STF: Decisão sobre presas é marco civilizacional no Brasil
No prazo de dois meses mulheres presas que estejam grávidas, lactantes ou com filhos de até 12 anos, que não tiveram seus processos julgados, passarão a aguardar o julgamento em prisão domiciliar. O Portal Vermelhou ouviu a União Brasileira de Mulheres (UBM) e o Conselho Nacional de Direitos Humanos (CNDH), que comemoraram a decisão do Supremo Tribunal Federal (STF) que marca um avanço na defesa dos direitos das mulheres no país.
Por Railídia Carvalho
“Havia uma violação gravíssima dos direitos dessas mulheres. Não havia respeito à pessoa humana. É um breque nesse avanço punitivista, respeita a maternidade enquanto função social ao reconhecer que o Estado não consegue garantir a segurança e a saúde das mulheres grávidas, puérperas e lactantes. A UBM que fez campanha por essa decisão comemora efusivamente essa vitória das mulheres e um passo civilizatório do povo brasileiro”, declarou Mariana Venturini, vice-presidenta da UBM.
É uma vitória que efetiva direitos mínimos, definiu a defensora pública, Fabiana Galera Severo, que é presidenta do CNDH. Tanto o Conselho quanto a Defensoria Pública da União são co-autores do habeas corpus coletivo, ajuizado no ano passado e concedido nesta terça-feira (20) após decisão do STF. “Comemoramos muito. Todas as instituições públicas e da sociedade civil que defendem a efetivação dos direitos humanos em temas como encarceramento e direitos das mulheres”, afirmou Fabiana.
A defensora lembrou que a prisão domiciliar nesses casos é prevista em lei mas a aplicação de medidas alternativas ao encarceramento enfrenta resistência. “A decisão do STF representa uma mudança de paradigma na forma como a Justiça lida com a situação do encarceramento de mulheres e vem para adequar a aplicação do direito brasileiro tanto à legislação nacional quanto às normas internacionais que tratam desse tema”, analisou a presidenta do CNDH.
“A maioria das presas são negras e pobres. A quem interessa manter manter uma mulher com filhos de poucos meses presa?”, questionou Mariana. “Uma sociedade machista e racista”, completou.

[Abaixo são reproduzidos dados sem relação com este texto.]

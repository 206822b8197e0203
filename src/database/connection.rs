/*!
 * Database connection management.
 *
 * This module handles SQLite database connection creation, initialization,
 * and provides async-safe access patterns using tokio's spawn_blocking.
 */

use anyhow::{Context, Result};
use log::{debug, info};
use rusqlite::Connection;
use std::path::{Path, PathBuf};
use std::sync::{Arc, Mutex};

use super::schema;

/// Default database filename
const DEFAULT_DB_FILENAME: &str = "transub.db";

/// Default database directory name under user's data directory
const DEFAULT_DB_DIRNAME: &str = "transub";

/// Database connection wrapper with thread-safe access
#[derive(Clone)]
pub struct DatabaseConnection {
    /// Path to the database file
    db_path: PathBuf,
    /// Thread-safe connection wrapped in Arc<Mutex>
    connection: Arc<Mutex<Connection>>,
}

impl DatabaseConnection {
    /// Create a new database connection at the default location
    pub fn new_default() -> Result<Self> {
        let db_path = Self::default_database_path()?;
        Self::new(&db_path)
    }

    /// Create a new database connection at the specified path
    pub fn new<P: AsRef<Path>>(db_path: P) -> Result<Self> {
        let db_path = db_path.as_ref().to_path_buf();

        if let Some(parent) = db_path.parent() {
            std::fs::create_dir_all(parent)
                .with_context(|| format!("Failed to create database directory: {:?}", parent))?;
        }

        info!("Opening database at: {:?}", db_path);

        let conn = Connection::open(&db_path)
            .with_context(|| format!("Failed to open database: {:?}", db_path))?;

        schema::initialize_schema(&conn)?;

        Ok(Self {
            db_path,
            connection: Arc::new(Mutex::new(conn)),
        })
    }

    /// Create an in-memory database (for testing)
    pub fn new_in_memory() -> Result<Self> {
        debug!("Creating in-memory database");

        let conn = Connection::open_in_memory().context("Failed to create in-memory database")?;

        schema::initialize_schema(&conn)?;

        Ok(Self {
            db_path: PathBuf::from(":memory:"),
            connection: Arc::new(Mutex::new(conn)),
        })
    }

    /// Get the default database path
    pub fn default_database_path() -> Result<PathBuf> {
        let base_dir = dirs::data_local_dir()
            .or_else(dirs::data_dir)
            .or_else(|| dirs::home_dir().map(|h| h.join(".local").join("share")))
            .ok_or_else(|| anyhow::anyhow!("Could not determine data directory"))?;

        Ok(base_dir.join(DEFAULT_DB_DIRNAME).join(DEFAULT_DB_FILENAME))
    }

    /// Get the database file path
    pub fn path(&self) -> &Path {
        &self.db_path
    }

    /// Execute a database operation with the connection
    ///
    /// This method acquires the mutex lock and executes the provided closure
    /// with access to the connection. For async contexts, use `execute_async`.
    pub fn execute<F, T>(&self, f: F) -> Result<T>
    where
        F: FnOnce(&Connection) -> Result<T>,
    {
        let conn = self
            .connection
            .lock()
            .map_err(|e| anyhow::anyhow!("Failed to acquire database lock: {}", e))?;

        f(&conn)
    }

    /// Execute a database operation asynchronously using spawn_blocking
    ///
    /// This is the preferred method for async contexts as it prevents
    /// blocking the async runtime.
    pub async fn execute_async<F, T>(&self, f: F) -> Result<T>
    where
        F: FnOnce(&Connection) -> Result<T> + Send + 'static,
        T: Send + 'static,
    {
        let conn = self.connection.clone();

        tokio::task::spawn_blocking(move || {
            let conn = conn
                .lock()
                .map_err(|e| anyhow::anyhow!("Failed to acquire database lock: {}", e))?;

            f(&conn)
        })
        .await
        .context("Database task panicked")?
    }

    /// Begin a transaction and execute operations within it
    pub fn transaction<F, T>(&self, f: F) -> Result<T>
    where
        F: FnOnce(&rusqlite::Transaction) -> Result<T>,
    {
        let mut conn = self
            .connection
            .lock()
            .map_err(|e| anyhow::anyhow!("Failed to acquire database lock: {}", e))?;

        let tx = conn.transaction()?;
        let result = f(&tx)?;
        tx.commit()?;

        Ok(result)
    }

    /// Begin an async transaction and execute operations within it
    pub async fn transaction_async<F, T>(&self, f: F) -> Result<T>
    where
        F: FnOnce(&rusqlite::Transaction) -> Result<T> + Send + 'static,
        T: Send + 'static,
    {
        let conn = self.connection.clone();

        tokio::task::spawn_blocking(move || {
            let mut conn = conn
                .lock()
                .map_err(|e| anyhow::anyhow!("Failed to acquire database lock: {}", e))?;

            let tx = conn.transaction()?;
            let result = f(&tx)?;
            tx.commit()?;

            Ok(result)
        })
        .await
        .context("Database transaction task panicked")?
    }
}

A discriminação racial e sócio-econômica é um dos fatores também apontados por Fabiana para que a Justiça brasileira resista às penas alternativas. “O sistema de Justiça na sociedade brasileira representa uma elite que conserva um recorte racista e discriminatório. Esse componente de discriminação racial e social é muito visível no encarceramento”, ressaltou
Fabiana acrescentou que a quebra de paradigma não se dá apenas na efetivação de medidas alternativas mas também a outros grupos que podem ser beneficiados por essa decisão. “Existia uma dúvida se o habeas corpus poderia ser utilizado na efetivação de outras coletividades e grupos sociais vulneráveis. O STF inovou nessa questão processual atingindo com a decisão de forma generalizada outras coletividades que eventualmente sofram violações de direitos humanos em vez de analisar caso a caso já há um posicionamento antecipado em prol dos indivíduos. A aplicação é para preservar liberdades, não pode ser aplicado para punir”, esclareceu.

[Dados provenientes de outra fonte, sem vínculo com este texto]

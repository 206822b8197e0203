/*!
 * Tests for the repository contract
 */

use transub::database::Repository;
use transub::database::models::{JobStatus, NewSegment};
use transub::database::repository::LOG_TAIL_MAX_CHARS;

use crate::common::repo_with_project;

fn new_segments(count: usize) -> Vec<NewSegment> {
    (0..count)
        .map(|i| NewSegment {
            idx: i as i64,
            start_ms: (i as i64) * 1000,
            end_ms: (i as i64) * 1000 + 500,
            source_text: format!("replacement {}", i),
        })
        .collect()
}

#[tokio::test]
async fn test_createProject_shouldNormalizeLanguageCodes() {
    let repo = Repository::new_in_memory().unwrap();
    let project = repo.create_project("p", "ENG", "fin").await.unwrap();

    assert_eq!(project.source_lang, "en");
    assert_eq!(project.target_lang, "fi");
}

#[tokio::test]
async fn test_createProject_withBogusLanguage_shouldFail() {
    let repo = Repository::new_in_memory().unwrap();
    assert!(repo.create_project("p", "martian", "fi").await.is_err());
}

#[tokio::test]
async fn test_replaceSegments_shouldSwapWholesale() {
    let (repo, project) = repo_with_project(5).await.unwrap();

    repo.replace_segments(project.id, &new_segments(2)).await.unwrap();

    let segments = repo.list_segments(project.id).await.unwrap();
    assert_eq!(segments.len(), 2);
    assert!(segments.iter().all(|s| s.source_text.starts_with("replacement")));
}

#[tokio::test]
async fn test_replaceSegments_withNonContiguousIndices_shouldRejectAndKeepOld() {
    let (repo, project) = repo_with_project(3).await.unwrap();

    let mut broken = new_segments(2);
    broken[1].idx = 5;
    assert!(repo.replace_segments(project.id, &broken).await.is_err());

    // Old set untouched
    let segments = repo.list_segments(project.id).await.unwrap();
    assert_eq!(segments.len(), 3);
    assert!(segments[0].source_text.starts_with("Line"));
}

#[tokio::test]
async fn test_replaceSegments_withReversedTiming_shouldReject() {
    let (repo, project) = repo_with_project(1).await.unwrap();

    let mut broken = new_segments(1);
    broken[0].start_ms = 900;
    broken[0].end_ms = 100;
    assert!(repo.replace_segments(project.id, &broken).await.is_err());
}

#[tokio::test]
async fn test_setSegmentDraft_withNoneConfidence_shouldKeepPrevious() {
    let (repo, project) = repo_with_project(1).await.unwrap();
    let segment = &repo.list_segments(project.id).await.unwrap()[0];

    repo.set_segment_draft(segment.id, "first draft", Some(0.9)).await.unwrap();
    repo.set_segment_draft(segment.id, "second draft", None).await.unwrap();

    let segment = &repo.list_segments(project.id).await.unwrap()[0];
    assert_eq!(segment.draft_text.as_deref(), Some("second draft"));
    assert_eq!(segment.confidence, Some(0.9));
}

#[tokio::test]
async fn test_updateSegmentFinal_withWrongProject_shouldFailAndNotMutate() {
    let (repo, project) = repo_with_project(1).await.unwrap();
    let segment = &repo.list_segments(project.id).await.unwrap()[0];

    let other = repo.create_project("other", "en", "de").await.unwrap();
    assert!(
        repo.update_segment_final(other.id, segment.id, "hijacked")
            .await
            .is_err()
    );

    let segment = &repo.list_segments(project.id).await.unwrap()[0];
    assert!(segment.final_text.is_none());
}

#[tokio::test]
async fn test_createJob_shouldStartQueuedAtZeroProgress() {
    let (repo, project) = repo_with_project(1).await.unwrap();

    let job = repo.create_job(project.id, "translate").await.unwrap();

    assert_eq!(job.status, JobStatus::Queued);
    assert_eq!(job.progress, 0);
    assert!(job.log_tail.is_empty());
    assert!(job.error.is_none());
}

#[tokio::test]
async fn test_fetchNextQueuedJob_shouldReturnLowestIdFirst() {
    let (repo, project) = repo_with_project(1).await.unwrap();

    let first = repo.create_job(project.id, "translate").await.unwrap();
    let second = repo.create_job(project.id, "consistency").await.unwrap();

    let next = repo.fetch_next_queued_job().await.unwrap().unwrap();
    assert_eq!(next.id, first.id);

    // Once the first leaves queued state, the second is next
    repo.set_job_status(first.id, JobStatus::Running).await.unwrap();
    let next = repo.fetch_next_queued_job().await.unwrap().unwrap();
    assert_eq!(next.id, second.id);
}

#[tokio::test]
async fn test_setJobProgress_shouldNeverMoveBackwards() {
    let (repo, project) = repo_with_project(1).await.unwrap();
    let job = repo.create_job(project.id, "translate").await.unwrap();

    repo.set_job_progress(job.id, 50).await.unwrap();
    repo.set_job_progress(job.id, 30).await.unwrap();

    let job = repo.get_job(job.id).await.unwrap().unwrap();
    assert_eq!(job.progress, 50);
}

#[tokio::test]
async fn test_appendJobLog_shouldKeepMostRecentCharacters() {
    let (repo, project) = repo_with_project(1).await.unwrap();
    let job = repo.create_job(project.id, "translate").await.unwrap();

    repo.append_job_log(job.id, "the very first line").await.unwrap();
    repo.append_job_log(job.id, &"x".repeat(LOG_TAIL_MAX_CHARS)).await.unwrap();

    let job = repo.get_job(job.id).await.unwrap().unwrap();
    assert_eq!(job.log_tail.chars().count(), LOG_TAIL_MAX_CHARS);
    assert!(!job.log_tail.contains("the very first line"));
    assert!(job.log_tail.ends_with('x'));
}

#[tokio::test]
async fn test_failJob_shouldCaptureErrorVerbatim() {
    let (repo, project) = repo_with_project(1).await.unwrap();
    let job = repo.create_job(project.id, "translate").await.unwrap();

    repo.fail_job(job.id, "engine exploded: timeout after 180s").await.unwrap();

    let job = repo.get_job(job.id).await.unwrap().unwrap();
    assert_eq!(job.status, JobStatus::Failed);
    assert!(job.status.is_terminal());
    assert_eq!(job.error.as_deref(), Some("engine exploded: timeout after 180s"));
}

#[tokio::test]
async fn test_addUsage_shouldAccumulateWithinMonth() {
    let repo = Repository::new_in_memory().unwrap();

    repo.add_usage("2024-03", "openai", 1.5).await.unwrap();
    repo.add_usage("2024-03", "openai", 2.25).await.unwrap();
    repo.add_usage("2024-03", "deepdl", 0.5).await.unwrap();
    repo.add_usage("2024-04", "openai", 9.0).await.unwrap();

    let rows = repo.get_usage("2024-03").await.unwrap();
    assert_eq!(rows.len(), 2);
    let openai = rows.iter().find(|r| r.provider == "openai").unwrap();
    assert!((openai.amount - 3.75).abs() < 1e-9);
}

Mariana ainda lembrou que o argumento do direito sagrado à vida, bandeira das bancadas evangélicas, por exemplo, não se estende quando se trata de mulheres encarceradas. Neste ponto, ela identifica a discriminação de gênero. “O direito à vida é argumento na hora em que a mulher vai fazer um aborto mas na hora de prender a mulher grávida, com filho recém-nascido as mesmas pessoas não estão preocupadas com o direito à vida. Existe uma clara discriminação de gênero porque bandida tem que sofrer e isso acontece quando se desrespeita o direito dela ser mãe”, comparou.

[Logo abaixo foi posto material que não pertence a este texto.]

/*!
 * Defensive parsing of model responses.
 *
 * Engines expect JSON but models routinely wrap it in prose ("Here is the
 * translation: {...}"). Extraction is a two-stage strategy: strict parse
 * first, then a best-effort balanced-brace span. Total failure yields None so
 * callers can apply their per-field guards uniformly instead of handling a
 * parse exception.
 */

use serde_json::Value;

use super::{DEFAULT_CONFIDENCE, LineTranslation, SourceLine};

/// Extract a JSON object from text that may wrap it in prose.
pub fn json_from_prose(text: &str) -> Option<Value> {
    if let Ok(value) = serde_json::from_str::<Value>(text) {
        return Some(value);
    }

    let span = balanced_object_span(text)?;
    serde_json::from_str::<Value>(span).ok()
}

/// Find the first balanced `{...}` span in the text.
///
/// Tracks string literals and escapes so braces inside quoted values do not
/// confuse the depth count. Returns None when no opening brace exists or the
/// object never closes.
fn balanced_object_span(text: &str) -> Option<&str> {
    let start = text.find('{')?;
    let mut depth = 0usize;
    let mut in_string = false;
    let mut escaped = false;

    for (offset, ch) in text[start..].char_indices() {
        if escaped {
            escaped = false;
            continue;
        }
        match ch {
            '\\' if in_string => escaped = true,
            '"' => in_string = !in_string,
            '{' if !in_string => depth += 1,
            '}' if !in_string => {
                depth -= 1;
                if depth == 0 {
                    return Some(&text[start..start + offset + ch.len_utf8()]);
                }
            }
            _ => {}
        }
    }
    None
}

/// Parse a batch translation response against the chunk it answers.
///
/// Output cardinality always equals input cardinality: an index the model
/// skipped yields an empty-text, default-confidence placeholder rather than a
/// missing entry.
pub fn parse_batch_response(content: &str, chunk: &[SourceLine]) -> Vec<LineTranslation> {
    let parsed = json_from_prose(content);
    let lines = parsed
        .as_ref()
        .and_then(|value| value.get("lines"))
        .and_then(|lines| lines.as_array());

    chunk
        .iter()
        .map(|line| {
            let answer = lines.and_then(|entries| {
                entries
                    .iter()
                    .find(|entry| entry.get("idx").and_then(Value::as_i64) == Some(line.idx))
            });
            LineTranslation {
                idx: line.idx,
                text: answer
                    .and_then(|entry| entry.get("text"))
                    .and_then(Value::as_str)
                    .unwrap_or_default()
                    .to_string(),
                confidence: answer
                    .and_then(|entry| entry.get("confidence"))
                    .and_then(Value::as_f64)
                    .unwrap_or(DEFAULT_CONFIDENCE),
            }
        })
        .collect()
}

Na opinião da dirigente feminista, a decisão dá fôlego a luta em defesa dos direitos das mulheres. “Sem dúvida chamou a atenção da sociedade para uma demanda feminina, uma vitória em um cenário de retrocessos desses nos dá mais gana para continuar lutando. É uma medida que impacta na vida de milhares de mulheres e tem efeito imediato e então nos dá alento para avançar e recuperar os direitos perdidos e os que estão tentando tirar”, completou.
Fabiana observou uma sensibilização da sociedade com o tema das mulheres grávidas e encarceradas com seus filhos. “Acho que sensibiliza no momento em que diante desse discurso totalizante de ódio contra a criminalidade em geral são trazidos os casos individuais. Quando vê o rosto, vê que o delito dessa mulher é desproporcional ao encarceramento. A gente não pode generalizar e colocar dessa forma totalizante de que direitos humanos é defender bandido. A gente precisa analisar as diferentes situações com diferentes complexidades. Se não há dúvida é preciso avançar e progredir”.